A Polymorphic Microdeletion in the RGS9 Gene Suppresses PTB Binding and Associates with ObesityChong Shen1, Meenakshi Sharma2, Daniel C Reid3, Pengtao Li4, Jeremy Celver2, Norhashimah Abu Seman5,6, Jinfeng Chen1, Senthil K Vasan5, Hairu Wang1, Tianwei Gu5, Ying Liu4, Wan Nazaimoon Wan Mohamud6, Hongbing Shen1, Kerstin Brismar5, William G Fairbrother3, Abraham Kovoor2* and Harvest F Gu5
4National Laboratory of Medical Molecular Biology, Institute of Basic Medical Sciences, Chinese Academy of Medical Sciences; School of Basic Medicine, Peking Union Medical College, Beijing, P. R. China
- *Corresponding Author:
- Abraham Kovoor
Department of Biomedical and Pharmaceutical Sciences
College of Pharmacy, University of Rhode Island
Kingston, Rhode Island, USA
Tel: +1 401 874 4727
E-mail: [email protected]
Received date: August 20, 2014; Accepted date: September 18, 2014; Published date: September 24, 2014
Citation: Shen C, Sharma M, Reid DC, Li P, Celver J, et al. (2014) A Polymorphic Microdeletion in the RGS9 Gene Suppresses PTB Binding and Associates with Obesity. J Diabetes Metab 5:437. doi: 10.4172/2155-6156.1000437
Copyright: © 2014 Shen C, et al. This is an open-access article distributed under the terms of the Creative Commons Attribution License, which permits unrestricted use, distribution, and reproduction in any medium, provided the original author and source are credited.

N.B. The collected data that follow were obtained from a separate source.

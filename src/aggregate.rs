use crate::{
    error::EvalResult,
    expr::NamedExpr,
    value::{ExprValue, Scalar, core::is_true},
};

/// Returns `true` if any element is nonzero.
///
/// # Example
/// ```
/// use lazyexpr::aggregate::any_true;
///
/// assert!(any_true(&[0.0, 0.0, 1.0]));
/// assert!(!any_true(&[]));
/// ```
#[must_use]
pub fn any_true(values: &[Scalar]) -> bool {
    values.iter().any(|&v| is_true(v))
}

/// Returns `true` if at least one sub-object passes every criterion.
///
/// Each sequence holds the pass/fail flags of one criterion for the
/// sub-objects of the same record. The sequences may have different lengths;
/// only indices valid in all of them are considered. An empty collection
/// never passes.
///
/// # Example
/// ```
/// use lazyexpr::aggregate::all_subobjects_pass;
///
/// assert!(all_subobjects_pass(&[vec![1.0, 0.0, 1.0], vec![1.0, 1.0]]));
/// assert!(!all_subobjects_pass(&[vec![0.0, 1.0], vec![1.0, 0.0]]));
/// assert!(!all_subobjects_pass::<Vec<f64>>(&[]));
/// ```
#[must_use]
pub fn all_subobjects_pass<S: AsRef<[Scalar]>>(sequences: &[S]) -> bool {
    let Some(shortest) = sequences.iter().map(|s| s.as_ref().len()).min() else {
        return false;
    };

    (0..shortest).any(|i| sequences.iter().all(|s| is_true(s.as_ref()[i])))
}

/// Evaluates several selections on one record and reports whether some
/// sub-object passes all of them.
///
/// Vector expressions are combined with `all_subobjects_pass`. Scalar
/// expressions apply to every sub-object, so they only veto the result when
/// false. With scalars alone, the result is whether all of them are true.
/// Every expression is evaluated, in order, before the result is decided.
///
/// ## Errors
/// The first evaluation error, including `EvalError::Unset` for an
/// expression without an evaluator.
///
/// # Example
/// ```
/// use lazyexpr::{NamedExpr, aggregate::evaluate_all_pass};
///
/// struct Event {
///     pt:  Vec<f64>,
///     eta: Vec<f64>,
/// }
///
/// let pt = NamedExpr::from_vector("pt", |e: &Event| e.pt.clone());
/// let eta = NamedExpr::from_vector("eta", |e: &Event| e.eta.clone());
/// let cuts = [pt.greater(&NamedExpr::constant(30.0)),
///             eta.less(&NamedExpr::constant(2.4))];
///
/// let event = Event { pt:  vec![50.0, 40.0],
///                     eta: vec![3.0, 1.0], };
/// assert!(evaluate_all_pass(&cuts, &event).unwrap());
/// ```
pub fn evaluate_all_pass<R>(exprs: &[NamedExpr<R>], record: &R) -> EvalResult<bool> {
    let mut sequences = Vec::new();
    let mut scalars_pass = true;

    for expr in exprs {
        match expr.evaluate(record)? {
            ExprValue::Scalar(v) => scalars_pass &= is_true(v),
            ExprValue::Sequence(v) => sequences.push(v),
        }
    }

    if exprs.is_empty() || !scalars_pass {
        return Ok(false);
    }
    if sequences.is_empty() {
        return Ok(true);
    }
    Ok(all_subobjects_pass(&sequences))
}
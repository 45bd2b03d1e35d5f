use tracing::trace;

use crate::expr::NamedExpr;

/// Turns expression text into a named expression.
///
/// The grammar, precedence and token set belong entirely to the
/// implementation. A returned expression must have a whitespace-free name and
/// exactly one evaluator variant, matching whether the text denotes a scalar
/// or a vector quantity.
pub trait ExpressionParser<R> {
    /// The error reported for text the parser rejects.
    type Error: std::error::Error;

    /// Parses `text`.
    ///
    /// # Errors
    /// `Self::Error` if `text` is not a valid expression.
    fn parse(&self, text: &str) -> Result<NamedExpr<R>, Self::Error>;
}

impl<R, E, F> ExpressionParser<R> for F
    where F: Fn(&str) -> Result<NamedExpr<R>, E>,
          E: std::error::Error
{
    type Error = E;

    fn parse(&self, text: &str) -> Result<NamedExpr<R>, E> {
        self(text)
    }
}

impl<R> NamedExpr<R> {
    /// Builds an expression from text with `parser`, adopting its name and
    /// evaluator as returned.
    ///
    /// # Errors
    /// Whatever `parser` reports for `text`.
    ///
    /// # Example
    /// ```
    /// use lazyexpr::{NamedExpr, error::ComposeError, parser::ExpressionParser};
    ///
    /// struct Variables;
    ///
    /// impl ExpressionParser<f64> for Variables {
    ///     type Error = ComposeError;
    ///
    ///     fn parse(&self, text: &str) -> Result<NamedExpr<f64>, ComposeError> {
    ///         match text.trim() {
    ///             "x" => Ok(NamedExpr::from_scalar("x", |r: &f64| *r)),
    ///             other => Err(ComposeError::UnsetOperand { name: other.to_string() }),
    ///         }
    ///     }
    /// }
    ///
    /// let parser = Variables;
    /// let x = NamedExpr::from_text(&parser, " x ").unwrap();
    /// assert_eq!(x.evaluate_scalar(&2.0).unwrap(), 2.0);
    /// assert!(NamedExpr::from_text(&parser, "y").is_err());
    /// ```
    pub fn from_text<P>(parser: &P, text: &str) -> Result<Self, P::Error>
        where P: ExpressionParser<R> + ?Sized
    {
        let expr = parser.parse(text)?;
        trace!(text, name = expr.name(), shape = %expr.shape(), "parsed expression");
        Ok(expr)
    }
}
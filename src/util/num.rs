/// Largest integer value exactly representable as an `f64` (`2^53 - 1`).
pub const MAX_SAFE_U64_INT: u64 = 9_007_199_254_740_991;

/// Converts an evaluated `f64` position into an index into a sequence of
/// length `len`.
///
/// Fractional positions are truncated toward zero, so `1.9` addresses
/// element `1`. A position addresses nothing when it is non-finite, negative
/// (after truncation `-0.5` is `0` and is accepted), beyond
/// `MAX_SAFE_U64_INT`, or not below `len`.
///
/// ## Errors
/// Returns `Err(error())` when the position addresses no element.
///
/// ## Parameters
/// - `position`: The evaluated index.
/// - `len`: The length of the sequence being indexed.
/// - `error`: Builds the error to return for a bad position.
///
/// ## Example
/// ```
/// use lazyexpr::util::num::f64_to_index_checked;
///
/// assert_eq!(f64_to_index_checked(1.0, 3, || "bad"), Ok(1));
/// assert_eq!(f64_to_index_checked(2.7, 3, || "bad"), Ok(2));
/// assert_eq!(f64_to_index_checked(3.0, 3, || "bad"), Err("bad"));
/// assert_eq!(f64_to_index_checked(-1.0, 3, || "bad"), Err("bad"));
/// assert_eq!(f64_to_index_checked(f64::NAN, 3, || "bad"), Err("bad"));
/// ```
#[allow(clippy::cast_possible_truncation)]
#[allow(clippy::cast_precision_loss)]
#[allow(clippy::cast_sign_loss)]
pub fn f64_to_index_checked<E>(position: f64,
                               len: usize,
                               error: impl FnOnce() -> E)
                               -> Result<usize, E> {
    let truncated = position.trunc();
    if !truncated.is_finite() || truncated < 0.0 || truncated > MAX_SAFE_U64_INT as f64 {
        return Err(error());
    }

    match usize::try_from(truncated as u64) {
        Ok(index) if index < len => Ok(index),
        _ => Err(error()),
    }
}
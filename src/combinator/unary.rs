use std::sync::Arc;

use tracing::debug;

use crate::{evaluator::Evaluator, operator::UnaryOperator};

/// Builds an evaluator applying a unary operator to `operand`.
///
/// - A scalar operand gives `r -> op(f(r))`.
/// - A vector operand gives `r -> map(op, f(r))`, keeping order and length.
/// - An unset operand gives an unset evaluator.
///
/// # Example
/// ```
/// use lazyexpr::{
///     combinator::apply_unary,
///     evaluator::Evaluator,
///     operator::UnaryOperator,
/// };
///
/// let values = Evaluator::<Vec<f64>>::vector(|r| Ok(r.clone()));
/// let negated = apply_unary(UnaryOperator::Negate, &values);
///
/// let Evaluator::Vector(f) = negated else { unreachable!() };
/// assert_eq!(f(&vec![1.0, -2.0]).unwrap(), vec![-1.0, 2.0]);
/// ```
#[must_use]
pub fn apply_unary<R: 'static>(op: UnaryOperator, operand: &Evaluator<R>) -> Evaluator<R> {
    match operand {
        Evaluator::Unset => {
            debug!(%op, "unary operator applied to an unset evaluator");
            Evaluator::Unset
        },
        Evaluator::Scalar(f) => {
            let f = Arc::clone(f);
            Evaluator::scalar(move |r| Ok(op.apply(f(r)?)))
        },
        Evaluator::Vector(f) => {
            let f = Arc::clone(f);
            Evaluator::vector(move |r| {
                let mut values = f(r)?;
                for x in &mut values {
                    *x = op.apply(*x);
                }
                Ok(values)
            })
        },
    }
}
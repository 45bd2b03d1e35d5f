/// Composition errors.
///
/// Defines the errors raised while building a new named expression from
/// existing ones, before any record is seen. These are shape violations of an
/// operator's contract, such as indexing a scalar.
pub mod compose_error;
/// Evaluation errors.
///
/// Contains the errors raised while evaluating a named expression against a
/// record: querying the wrong evaluator variant, or an index that falls
/// outside the sequence produced for that record.
pub mod eval_error;

pub use compose_error::ComposeError;
pub use eval_error::{EvalError, EvalResult};
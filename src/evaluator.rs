use std::sync::Arc;

use crate::{
    error::EvalResult,
    value::{Scalar, Sequence, Shape},
};

/// A shareable function computing one number from a record.
pub type ScalarFn<R> = Arc<dyn Fn(&R) -> EvalResult<Scalar> + Send + Sync>;

/// A shareable function computing a sequence of numbers from a record.
pub type VectorFn<R> = Arc<dyn Fn(&R) -> EvalResult<Sequence> + Send + Sync>;

/// The callable half of a named expression.
///
/// Holds at most one evaluator: a scalar one, a vector one, or nothing. The
/// functions are immutable once built, so cloning an `Evaluator` hands out
/// another handle to the same pure function and never shares mutable state.
pub enum Evaluator<R> {
    /// No evaluator installed.
    Unset,
    /// Record to single number.
    Scalar(ScalarFn<R>),
    /// Record to sequence of numbers.
    Vector(VectorFn<R>),
}

impl<R> Clone for Evaluator<R> {
    fn clone(&self) -> Self {
        match self {
            Self::Unset => Self::Unset,
            Self::Scalar(f) => Self::Scalar(Arc::clone(f)),
            Self::Vector(f) => Self::Vector(Arc::clone(f)),
        }
    }
}

impl<R> Default for Evaluator<R> {
    fn default() -> Self {
        Self::Unset
    }
}

impl<R> std::fmt::Debug for Evaluator<R> {
    fn fmt(&self, f: &mut std::fmt::Formatter<'_>) -> std::fmt::Result {
        write!(f, "Evaluator::{}", self.shape())
    }
}

impl<R> Evaluator<R> {
    /// Returns which variant is populated.
    #[must_use]
    pub const fn shape(&self) -> Shape {
        match self {
            Self::Unset => Shape::Unset,
            Self::Scalar(_) => Shape::Scalar,
            Self::Vector(_) => Shape::Vector,
        }
    }

    /// Returns `true` unless this is `Evaluator::Unset`.
    #[must_use]
    pub const fn is_set(&self) -> bool {
        !matches!(self, Self::Unset)
    }
}

impl<R: 'static> Evaluator<R> {
    /// Wraps a fallible scalar function.
    ///
    /// # Example
    /// ```
    /// use lazyexpr::evaluator::Evaluator;
    ///
    /// let half = Evaluator::<f64>::scalar(|x| Ok(x / 2.0));
    /// assert!(matches!(half, Evaluator::Scalar(_)));
    /// ```
    pub fn scalar<F>(f: F) -> Self
        where F: Fn(&R) -> EvalResult<Scalar> + Send + Sync + 'static
    {
        Self::Scalar(Arc::new(f))
    }

    /// Wraps a fallible vector function.
    pub fn vector<F>(f: F) -> Self
        where F: Fn(&R) -> EvalResult<Sequence> + Send + Sync + 'static
    {
        Self::Vector(Arc::new(f))
    }
}
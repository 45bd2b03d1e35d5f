/// The `NamedExpr` type and its construction, mutation and evaluation.
///
/// A named expression owns at most one evaluator (scalar or vector) and a
/// whitespace-free display name, normally derived mechanically from the
/// operators that built it.
pub mod core;

/// Name derivation.
///
/// Renders the names of composed expressions: `(f)op(g)` for binary
/// operators, `op(f)` for unary ones and `(v)[i]` for indexing, with all
/// whitespace removed.
pub mod naming;

/// Operator entry points.
///
/// Exposes every operator as a named method (`binary`, `less`, `and`, ...)
/// and as Rust operator syntax (`+`, `-=`, `!`, ...), delegating to the
/// combinator library.
pub mod ops;

/// The indexing operator.
///
/// Selects one element of a vector expression at a position computed by a
/// scalar expression.
pub mod index;

pub use self::core::NamedExpr;
use thiserror::Error;

/// Represents all errors that can occur while composing named expressions.
#[derive(Debug, Clone, PartialEq, Eq, Error)]
pub enum ComposeError {
    /// The indexing operator was applied to a scalar expression.
    #[error("cannot apply indexing operator to scalar expression '{name}'")]
    IndexOnScalar {
        /// The name of the scalar receiver.
        name: String,
    },
    /// A vector expression was used as an index.
    #[error("cannot use vector expression '{name}' as index")]
    VectorIndexOperand {
        /// The name of the offending index operand.
        name: String,
    },
    /// An operand required by the operator carries no evaluator.
    #[error("expression '{name}' has no evaluator")]
    UnsetOperand {
        /// The name of the unset operand.
        name: String,
    },
}
/// Unary combinators.
///
/// Applies negation or logical NOT to a scalar evaluator, or elementwise to a
/// vector evaluator, preserving order and length.
pub mod unary;

/// Binary combinators.
///
/// Combines two evaluators of any shape with an arithmetic or comparison
/// operator: scalars broadcast across vectors, and two vectors are zipped and
/// truncated to the shorter length. Logical operators are routed to `logic`.
pub mod binary;

/// Short-circuit logical combinators.
///
/// Implements `&&` and `||` with the evaluation order users expect from
/// boolean expressions, including the scalar/vector cases.
pub mod logic;

/// Element selection.
///
/// Builds a scalar evaluator picking one element of a vector evaluator at a
/// position computed by a scalar evaluator.
pub mod index;

pub use binary::{apply_binary, elementwise};
pub use index::element_index;
pub use logic::{logical_and, logical_or};
pub use unary::apply_unary;
use std::sync::Arc;

use crate::{
    combinator::binary::elementwise,
    evaluator::Evaluator,
    operator::BinaryOperator,
    value::core::{from_bool, is_true},
};

/// Builds the short-circuit `&&` of two evaluators.
///
/// - scalar `&&` scalar: the right side is not evaluated when the left is
///   false.
/// - false scalar `&&` vector: all false, as long as the vector. The vector is
///   still evaluated to learn its length; its values are discarded.
/// - true scalar `&&` vector: the vector's values, unchanged.
/// - vector `&&` scalar: the scalar is evaluated at most once, at the first
///   true element, and reads as false until then. It is never evaluated if
///   no element is true.
/// - vector `&&` vector: elementwise, truncated to the shorter length.
///
/// # Example
/// ```
/// use lazyexpr::{combinator::logical_and, evaluator::Evaluator};
///
/// let no = Evaluator::<()>::scalar(|_| Ok(0.0));
/// let flags = Evaluator::<()>::vector(|_| Ok(vec![1.0, 5.0, 0.0]));
///
/// let Evaluator::Vector(f) = logical_and(&no, &flags) else { unreachable!() };
/// assert_eq!(f(&()).unwrap(), vec![0.0, 0.0, 0.0]);
/// ```
#[must_use]
pub fn logical_and<R: 'static>(left: &Evaluator<R>, right: &Evaluator<R>) -> Evaluator<R> {
    short_circuit(BinaryOperator::And, left, right)
}

/// Builds the short-circuit `||` of two evaluators.
///
/// The dual of `logical_and`: a true scalar on the left gives all true (the
/// vector is still evaluated for its length), a false one forwards the vector
/// unchanged, and vector `||` scalar evaluates the scalar lazily at the first
/// false element.
///
/// # Example
/// ```
/// use lazyexpr::{combinator::logical_or, evaluator::Evaluator};
///
/// let flags = Evaluator::<()>::vector(|_| Ok(vec![1.0, 1.0]));
/// let never = Evaluator::<()>::scalar(|_| panic!("must not be evaluated"));
///
/// let Evaluator::Vector(f) = logical_or(&flags, &never) else { unreachable!() };
/// assert_eq!(f(&()).unwrap(), vec![1.0, 1.0]);
/// ```
#[must_use]
pub fn logical_or<R: 'static>(left: &Evaluator<R>, right: &Evaluator<R>) -> Evaluator<R> {
    short_circuit(BinaryOperator::Or, left, right)
}

/// Shared body of `&&` and `||`.
///
/// `decisive` is the left-hand truth value that settles the result on its
/// own: `false` for `&&`, `true` for `||`.
fn short_circuit<R: 'static>(op: BinaryOperator,
                             left: &Evaluator<R>,
                             right: &Evaluator<R>)
                             -> Evaluator<R> {
    let decisive = op == BinaryOperator::Or;

    match (left, right) {
        (Evaluator::Scalar(a), Evaluator::Scalar(b)) => {
            let (a, b) = (Arc::clone(a), Arc::clone(b));
            Evaluator::scalar(move |r| {
                if is_true(a(r)?) == decisive {
                    return Ok(from_bool(decisive));
                }
                Ok(from_bool(is_true(b(r)?)))
            })
        },

        (Evaluator::Scalar(a), Evaluator::Vector(b)) => {
            let (a, b) = (Arc::clone(a), Arc::clone(b));
            Evaluator::vector(move |r| {
                let sa = a(r)?;
                let vb = b(r)?;
                if is_true(sa) == decisive {
                    Ok(vec![from_bool(decisive); vb.len()])
                } else {
                    Ok(vb)
                }
            })
        },

        (Evaluator::Vector(a), Evaluator::Scalar(b)) => {
            let (a, b) = (Arc::clone(a), Arc::clone(b));
            Evaluator::vector(move |r| {
                let va = a(r)?;
                let mut sb = None;
                let mut out = Vec::with_capacity(va.len());
                for x in va {
                    if is_true(x) == decisive {
                        out.push(from_bool(decisive));
                        continue;
                    }
                    if sb.is_none() {
                        sb = Some(b(r)?);
                    }
                    out.push(from_bool(sb.is_some_and(is_true)));
                }
                Ok(out)
            })
        },

        // Unset operands and vector with vector have no short circuit.
        _ => elementwise(op, left, right),
    }
}
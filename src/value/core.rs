/// A single numeric result.
pub type Scalar = f64;

/// An ordered list of numeric results whose length is decided per record.
pub type Sequence = Vec<Scalar>;

/// Returns the truthiness of a numeric value.
///
/// A value is true iff it is not equal to zero, so `NaN` counts as true.
///
/// # Example
/// ```
/// use lazyexpr::value::core::is_true;
///
/// assert!(is_true(-0.5));
/// assert!(is_true(f64::NAN));
/// assert!(!is_true(0.0));
/// assert!(!is_true(-0.0));
/// ```
#[must_use]
pub fn is_true(value: Scalar) -> bool {
    value != 0.0
}

/// Converts a boolean into its numeric form (`1.0` or `0.0`).
#[must_use]
pub const fn from_bool(value: bool) -> Scalar {
    if value { 1.0 } else { 0.0 }
}

/// Describes which evaluator variant a named expression carries.
#[derive(Debug, Copy, Clone, PartialEq, Eq, Hash)]
pub enum Shape {
    /// No evaluator has been installed.
    Unset,
    /// The expression yields one number per record.
    Scalar,
    /// The expression yields a sequence of numbers per record.
    Vector,
}

impl std::fmt::Display for Shape {
    fn fmt(&self, f: &mut std::fmt::Formatter<'_>) -> std::fmt::Result {
        match self {
            Self::Unset => write!(f, "unset"),
            Self::Scalar => write!(f, "scalar"),
            Self::Vector => write!(f, "vector"),
        }
    }
}

/// The result of evaluating a named expression against one record.
#[derive(Debug, Clone, PartialEq)]
pub enum ExprValue {
    /// A single number.
    Scalar(Scalar),
    /// A sequence of numbers, possibly empty.
    Sequence(Sequence),
}

impl From<Scalar> for ExprValue {
    fn from(v: Scalar) -> Self {
        Self::Scalar(v)
    }
}

impl From<Sequence> for ExprValue {
    fn from(v: Sequence) -> Self {
        Self::Sequence(v)
    }
}

impl ExprValue {
    /// Returns the shape of this value.
    #[must_use]
    pub const fn shape(&self) -> Shape {
        match self {
            Self::Scalar(_) => Shape::Scalar,
            Self::Sequence(_) => Shape::Vector,
        }
    }

    /// Returns the scalar, or `None` for a sequence.
    #[must_use]
    pub const fn as_scalar(&self) -> Option<Scalar> {
        match self {
            Self::Scalar(v) => Some(*v),
            Self::Sequence(_) => None,
        }
    }

    /// Returns the sequence elements, or `None` for a scalar.
    #[must_use]
    pub fn as_sequence(&self) -> Option<&[Scalar]> {
        match self {
            Self::Sequence(v) => Some(v),
            Self::Scalar(_) => None,
        }
    }

    /// Returns whether the value passes: a true scalar, or a sequence with at
    /// least one true element.
    ///
    /// # Example
    /// ```
    /// use lazyexpr::value::ExprValue;
    ///
    /// assert!(ExprValue::Scalar(2.0).passes());
    /// assert!(ExprValue::Sequence(vec![0.0, 1.0]).passes());
    /// assert!(!ExprValue::Sequence(vec![]).passes());
    /// ```
    #[must_use]
    pub fn passes(&self) -> bool {
        match self {
            Self::Scalar(v) => is_true(*v),
            Self::Sequence(v) => crate::aggregate::any_true(v),
        }
    }
}

impl std::fmt::Display for ExprValue {
    fn fmt(&self, f: &mut std::fmt::Formatter<'_>) -> std::fmt::Result {
        match self {
            Self::Scalar(v) => write!(f, "{v}"),
            Self::Sequence(values) => {
                write!(f, "[")?;
                for (i, v) in values.iter().enumerate() {
                    if i > 0 {
                        write!(f, ", ")?;
                    }
                    write!(f, "{v}")?;
                }
                write!(f, "]")
            },
        }
    }
}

Objective: RGS9 is a member of the family of Regulators of G-Protein Signaling (RGS) proteins defined by the presence of an RGS domain which can accelerate the GTPase-activity of G protein Gα subunits. An insertion/deletion (I/D) polymorphism of the nucleotide sequence TTTCT (rs3215227) has been identified in the human RGS9 gene, which matches the consensus high affinity binding motif for the ubiquitously expressed RNA binding Polypyrimidine Tract Binding Protein (PTB). In this study, we evaluate the genetic association and functional relevance of this polymorphism in type 2 diabetes and obesity.
Subjects and methods: We genotyped a larger population of 9272 Chinese and Malaysian individuals for the RGS9 I/D polymorphism using Taq Man allelic discrimination protocols. We found that the D allele of the RGS9 polymorphism was associated with a decreased prevalence of obesity in women (P=0.003, OR=0.753 95%CI 0.625-0.906) and girls (P=0.002, OR=0.604 95%CI 0.437-0.835). The association was moderate in boys (P=0.038, OR=0.724 95%CI 0.533-0.983) and not significant in men. Furthermore, we found that the transcript deletion variant exhibited a 10-fold reduction in PTB binding in vitro and that the splicing of the deletion variant was less affected by PTB co-expression.
Conclusions: We provide genetic and biochemical data to support a genetic role of RGS9 in obesity but unlikely in T2D. The RGS9 I/D polymorphism influence the post-transcriptional processing of the gene through an altered affinity for the splicing factor PTB and are associated with obesity.